Moore acted in the same capacity at Brisbane International from the ATP 250 event’s inception in 2009 until its most recent edition in 2020. He officiated at Davis Cup ties, was a regular behind the scenes at The Championships, Wimbledon, and was also a consultant WTA Tour supervisor for more than 12 years until 2007.
But it’s a moment involving McEnroe during the 1984 Queen’s Club final for which he is most remembered. McEnroe called Moore and supervisor Kurt Nielsen out onto court after the American disagreed with a line call at 2-5 down in the second set against Leif Shiras, who’d beaten World No. 1 Ivan Lendl earlier in the week.
After Moore was greeted by a three-minute volley of complaint from McEnroe, the referee listened to the chair umpire, Robert Smith, and finally the American star. Moore then said, “No, the umpire’s right.
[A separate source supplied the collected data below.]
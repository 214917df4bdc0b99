// =============================================================================
// Market Data Registry — single source of truth for live prices
// =============================================================================
//
// Serves prices, candles, orderbook top, and indicator snapshots under
// explicit freshness contracts. Every price request names its purpose; the
// purpose selects the TTL (orders 1 s, exit_analysis 2 s, signals 3 s,
// general 5 s).
//
// Fallback chain for get_price:
//   1. WebSocket last tick, if fresh.
//   2. Close of the last closed 1m candle, if fresh.
//   3. REST ticker (1 s response cache; counted as a degradation event).
//   4. StaleData error — the caller decides whether to skip or anchor on
//      entry price.
//
// Sustained REST fallbacks (> REST_FALLBACK_LIMIT within the window) raise a
// reconnect request that the WebSocket supervisor consumes.
// =============================================================================

use std::collections::{HashMap, VecDeque};
use std::sync::atomic::{AtomicBool, Ordering};
use std::time::{Duration, Instant};

use parking_lot::RwLock;
use serde::{Deserialize, Serialize};
use tracing::{debug, warn};

use crate::error::{EngineError, Result};
use crate::gateway::client::OkxClient;
use crate::indicators::{self, IndicatorSnapshot};
use crate::market_data::{Candle, CandleBuffer, CandleKey, OrderBookManager};
use crate::types::{PricePurpose, Tick, Timeframe};

/// REST ticker responses are reused for this long. The only acceptable
/// REST-spam mitigation.
const REST_CACHE_TTL: Duration = Duration::from_millis(1_000);

/// Cached indicator snapshots stay valid this long (fast tier).
const SNAPSHOT_TTL: Duration = Duration::from_secs(10);

/// Cached funding rates stay valid this long (slow tier, API-derived).
const FUNDING_TTL: Duration = Duration::from_secs(30);

/// REST fallbacks within [`REST_FALLBACK_WINDOW`] that trigger a reconnect
/// request to the WebSocket supervisor.
const REST_FALLBACK_LIMIT: usize = 10;
const REST_FALLBACK_WINDOW: Duration = Duration::from_secs(60);

/// How many 1m candles feed a snapshot recomputation.
const SNAPSHOT_LOOKBACK: usize = 200;

/// Where a served price came from.
#[derive(Debug, Clone, Copy, PartialEq, Eq, Serialize, Deserialize)]
#[serde(rename_all = "lowercase")]
pub enum PriceSource {
    Tick,
    Candle,
    Rest,
}

/// A price together with its age and provenance.
#[derive(Debug, Clone, Copy)]
pub struct PriceSample {
    pub price: f64,
    pub age_ms: u64,
    pub source: PriceSource,
}

struct TickEntry {
    tick: Tick,
    received: Instant,
}

struct RestEntry {
    price: f64,
    fetched: Instant,
}

struct SnapshotEntry {
    snapshot: IndicatorSnapshot,
    computed: Instant,
}

struct FundingEntry {
    rate: f64,
    fetched: Instant,
}

pub struct MarketDataRegistry {
    pub candles: CandleBuffer,
    pub books: OrderBookManager,
    ticks: RwLock<HashMap<String, TickEntry>>,
    rest_cache: RwLock<HashMap<String, RestEntry>>,
    snapshots: RwLock<HashMap<String, SnapshotEntry>>,
    funding: RwLock<HashMap<String, FundingEntry>>,
    /// 24h quote volume per symbol, from the tickers channel.
    day_volume: RwLock<HashMap<String, f64>>,
    rest_fallbacks: RwLock<VecDeque<Instant>>,
    reconnect_requested: AtomicBool,
}

impl MarketDataRegistry {
    pub fn new() -> Self {
        Self {
            candles: CandleBuffer::new(),
            books: OrderBookManager::new(),
            ticks: RwLock::new(HashMap::new()),
            rest_cache: RwLock::new(HashMap::new()),
            snapshots: RwLock::new(HashMap::new()),
            funding: RwLock::new(HashMap::new()),
            day_volume: RwLock::new(HashMap::new()),
            rest_fallbacks: RwLock::new(VecDeque::new()),
            reconnect_requested: AtomicBool::new(false),
        }
    }

    // -------------------------------------------------------------------------
    // WebSocket-side writers
    // -------------------------------------------------------------------------

    pub fn upsert_tick(&self, symbol: &str, tick: Tick) {
        self.ticks.write().insert(
            symbol.to_string(),
            TickEntry {
                tick,
                received: Instant::now(),
            },
        );
    }

    /// Called by the WebSocket candle channel. A closed 1m candle invalidates
    /// the symbol's cached indicator snapshot.
    pub fn upsert_candle(&self, key: CandleKey, candle: Candle) {
        let invalidate = candle.is_closed && key.timeframe == Timeframe::M1;
        let symbol = key.symbol.clone();
        self.candles.upsert(key, candle);
        if invalidate {
            self.snapshots.write().remove(&symbol);
        }
    }

    pub fn set_day_volume(&self, symbol: &str, quote_volume_24h: f64) {
        self.day_volume
            .write()
            .insert(symbol.to_string(), quote_volume_24h);
    }

    pub fn day_volume(&self, symbol: &str) -> Option<f64> {
        self.day_volume.read().get(symbol).copied()
    }

    // -------------------------------------------------------------------------
    // get_price — tiered freshness
    // -------------------------------------------------------------------------

    /// Cache-only price lookup: tick, then last closed 1m candle, then the
    /// 1 s REST response cache. Never touches the network.
    pub fn get_price_cached(&self, symbol: &str, purpose: PricePurpose) -> Result<PriceSample> {
        let ttl_ms = purpose.ttl_ms();
        let mut freshest_age = u64::MAX;

        // 1. WebSocket tick.
        if let Some(entry) = self.ticks.read().get(symbol) {
            let age_ms = entry.received.elapsed().as_millis() as u64;
            freshest_age = freshest_age.min(age_ms);
            if age_ms <= ttl_ms && entry.tick.last > 0.0 {
                return Ok(PriceSample {
                    price: entry.tick.last,
                    age_ms,
                    source: PriceSource::Tick,
                });
            }
        }

        // 2. Last closed 1m candle.
        let key = CandleKey::new(symbol, Timeframe::M1);
        if let Some(candle) = self.candles.last_closed(&key) {
            let close_time = candle.timestamp_ms + Timeframe::M1.duration_ms();
            let age_ms = (chrono::Utc::now().timestamp_millis() - close_time).max(0) as u64;
            freshest_age = freshest_age.min(age_ms);
            if age_ms <= ttl_ms && candle.close > 0.0 {
                return Ok(PriceSample {
                    price: candle.close,
                    age_ms,
                    source: PriceSource::Candle,
                });
            }
        }

        // 3. Cached REST ticker.
        if let Some(entry) = self.rest_cache.read().get(symbol) {
            let age = entry.fetched.elapsed();
            freshest_age = freshest_age.min(age.as_millis() as u64);
            if age <= REST_CACHE_TTL && entry.price > 0.0 {
                return Ok(PriceSample {
                    price: entry.price,
                    age_ms: age.as_millis() as u64,
                    source: PriceSource::Rest,
                });
            }
        }

        Err(EngineError::StaleData {
            symbol: symbol.to_string(),
            age_ms: if freshest_age == u64::MAX { 0 } else { freshest_age },
            ttl_ms,
        })
    }

    /// Full fallback chain: cached tiers, then a live REST ticker call.
    /// REST use is counted; sustained degradation requests a WS reconnect.
    pub async fn get_price(
        &self,
        client: &OkxClient,
        symbol: &str,
        purpose: PricePurpose,
    ) -> Result<PriceSample> {
        match self.get_price_cached(symbol, purpose) {
            Ok(sample) => Ok(sample),
            Err(stale) => {
                self.record_rest_fallback();
                match client.get_ticker(symbol).await {
                    Ok(ticker) if ticker.last > 0.0 => {
                        self.rest_cache.write().insert(
                            symbol.to_string(),
                            RestEntry {
                                price: ticker.last,
                                fetched: Instant::now(),
                            },
                        );
                        debug!(symbol, price = ticker.last, purpose = %purpose, "price served from REST fallback");
                        Ok(PriceSample {
                            price: ticker.last,
                            age_ms: 0,
                            source: PriceSource::Rest,
                        })
                    }
                    Ok(_) => Err(stale),
                    Err(e) => {
                        warn!(symbol, error = %e, "REST price fallback failed");
                        Err(stale)
                    }
                }
            }
        }
    }

    // -------------------------------------------------------------------------
    // Indicators
    // -------------------------------------------------------------------------

    /// Indicator snapshot for a symbol, recomputed when the 1m buffer has
    /// advanced past the cached basis or the cache aged out.
    pub fn get_indicators(&self, symbol: &str) -> Option<IndicatorSnapshot> {
        let key = CandleKey::new(symbol, Timeframe::M1);
        let basis = self.candles.last_closed_ts(&key)?;

        {
            let cache = self.snapshots.read();
            if let Some(entry) = cache.get(symbol) {
                if entry.snapshot.basis_ts_ms == basis && entry.computed.elapsed() <= SNAPSHOT_TTL {
                    return Some(entry.snapshot.clone());
                }
            }
        }

        let candles = self.candles.get_closed(&key, SNAPSHOT_LOOKBACK);
        let snapshot = indicators::compute_snapshot(&candles)?;

        self.snapshots.write().insert(
            symbol.to_string(),
            SnapshotEntry {
                snapshot: snapshot.clone(),
                computed: Instant::now(),
            },
        );

        Some(snapshot)
    }

    // -------------------------------------------------------------------------
    // Funding rate cache (slow tier)
    // -------------------------------------------------------------------------

    pub fn funding_rate(&self, symbol: &str) -> Option<f64> {
        let cache = self.funding.read();
        cache.get(symbol).and_then(|entry| {
            if entry.fetched.elapsed() <= FUNDING_TTL {
                Some(entry.rate)
            } else {
                None
            }
        })
    }

    pub fn store_funding_rate(&self, symbol: &str, rate: f64) {
        self.funding.write().insert(
            symbol.to_string(),
            FundingEntry {
                rate,
                fetched: Instant::now(),
            },
        );
    }

    // -------------------------------------------------------------------------
    // Degradation tracking
    // -------------------------------------------------------------------------

    fn record_rest_fallback(&self) {
        let now = Instant::now();
        let mut window = self.rest_fallbacks.write();
        window.push_back(now);
        while let Some(front) = window.front() {
            if now.duration_since(*front) > REST_FALLBACK_WINDOW {
                window.pop_front();
            } else {
                break;
            }
        }
        if window.len() > REST_FALLBACK_LIMIT {
            if !self.reconnect_requested.swap(true, Ordering::SeqCst) {
                warn!(
                    fallbacks = window.len(),
                    window_secs = REST_FALLBACK_WINDOW.as_secs(),
                    "sustained REST fallback — requesting WebSocket reconnect"
                );
            }
        }
    }

    /// Consume a pending reconnect request, if any. Called by the WebSocket
    /// supervisor; consuming resets the flag so reconnects stay idempotent.
    pub fn take_reconnect_request(&self) -> bool {
        self.reconnect_requested.swap(false, Ordering::SeqCst)
    }
}

impl Default for MarketDataRegistry {
    fn default() -> Self {
        Self::new()
    }
}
That’s it, you’ve got to go and play.” McEnroe responded, saying, “That’s it. That’s all you ever say.” Moore added, “That’s it, now go and play!”
Moore recalled the event in 2018 during a special presentation ceremony marking his 40th year as the Tournament Referee. “McEnroe was upset, he’s ranting and raving so you’ve just got to let him get on with it, and then tell him to go and play,” said Moore. “He called me and a colleague ’two bumps on a log!’ He was just indicating that he didn’t think we did anything.”
Chris Pollard, LTA Director of Events and Digital, said, “The LTA sends it’s condolences to the family of Jim Moore – our referee at the Cinch Championships for over four decades. Jimmy was much loved and respected by all of us, the players, coaches, officials and will forever be remembered with smiles on our faces as well as his.”
Jim Moore, tennis player and tournament referee, born 20 May 1938.